His surgeon explained that careful exercise regimens can benefit chronic pain sufferers: “If it hurts to move, you don’t move, so you get stiff and weak. That increases pain, too,” Dr. Ford said.

The treadmill allows Mr. Firstbrook to lean forward while walking, which eases some discomfort. In the summer during the pandemic, he switched up his routine, walking miles of hills near his Toronto home with a friend.

“While living with chronic pain is a challenge, you can still have a meaningful, positive life,” Mr. Firstbrook stressed.

More support is needed for those with chronic pain, Ms. Hudspith said. Pain BC offers a support line staffed by social workers as well as peer support groups and one-to-one coaching, which aim to help people understand the connections between pain and stress and improve the quality of their lives.

Ms. Hudspith is advocating for more specialized clinics for those with complex pain issues, arguing that Canada’s medical system still lacks specific infrastructure for chronic pain, the kind that exists for other chronic conditions such as diabetes, arthritis, cancer and heart and stroke.
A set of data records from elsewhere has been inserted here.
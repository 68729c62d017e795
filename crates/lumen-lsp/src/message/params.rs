//! Per-method parameter and result shapes.

use lsp_types::{ClientInfo, ServerCapabilities};
use serde::de::DeserializeOwned;
use serde::{Deserialize, Serialize};
use serde_json::{Map, Value};
use thiserror::Error;

/// The subset of `initialize` parameters the endpoint reads.
///
/// Every member is optional and unknown members are ignored, so any client's
/// parameters decode.
#[derive(Debug, Clone, Default, PartialEq, Deserialize)]
#[serde(rename_all = "camelCase")]
pub struct InitializeParams {
    /// Information about the client.
    #[serde(default)]
    pub client_info: Option<ClientInfo>,
}

/// Result of the `initialize` request.
///
/// The client information is echoed back under `clientInfo`.
#[derive(Debug, Clone, Serialize)]
#[serde(rename_all = "camelCase")]
pub struct InitializeResult {
    /// The capabilities the server provides.
    pub capabilities: ServerCapabilities,
    /// The client information received in `initialize`.
    #[serde(skip_serializing_if = "Option::is_none")]
    pub client_info: Option<ClientInfo>,
}

/// Parameters for `method` failed to match their expected shape.
#[derive(Debug, Error)]
#[error("invalid params for '{method}': {source}")]
pub struct ParamsDecodeError {
    method: String,
    #[source]
    source: serde_json::Error,
}

impl ParamsDecodeError {
    /// The method whose parameters were rejected.
    #[must_use]
    pub fn method(&self) -> &str {
        self.method.as_str()
    }
}

/// Decodes the parameters of a routed request.
///
/// Absent and `null` parameters decode as an empty object, so shapes whose
/// members are all optional accept them while required members still fail.
///
/// # Errors
///
/// Returns [`ParamsDecodeError`] when the value does not match `T`.
pub fn decode_params<T>(method: &str, raw: Option<Value>) -> Result<T, ParamsDecodeError>
where
    T: DeserializeOwned,
{
    let raw = match raw {
        None | Some(Value::Null) => Value::Object(Map::new()),
        Some(value) => value,
    };
    serde_json::from_value(raw).map_err(|source| ParamsDecodeError {
        method: method.to_owned(),
        source,
    })
}
//! JSON-RPC 2.0 message model for LSP communication.
//!
//! Decoding is explicit and never panics: envelope and parameter failures come
//! back as typed errors so the dispatcher can choose how to react.

mod envelope;
mod params;
mod response;

pub use envelope::{EnvelopeDecodeError, EnvelopeFault, RequestId, RequestMessage, decode_envelope};
pub use params::{InitializeParams, InitializeResult, ParamsDecodeError, decode_params};
pub use response::{ErrorCode, Outcome, ResponseError, ResponseMessage};

/// Protocol version carried by every message.
pub const JSONRPC_VERSION: &str = "2.0";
“For the most part, people are being badly managed in primary care,” Ms. Hudspith said. “They’re going to the private sector in a scattershot way, seeking a chiropractor, a physiotherapist, a yoga therapist or a psychologist, if they can find one and pay for it.”

She and other experts are urging more robust early assessment and intervention so patients’ acute pain does not become chronic. She points to a number of hospital “pre-habilitation” and transitional pain programs, meant to head chronic pain off at the pass directly before and after surgery.

“Just as movements have been built to think holistically about mental health, wellness, substance abuse and its links to other social problems,” Ms. Hudspith said, “that is where we are going on chronic pain.”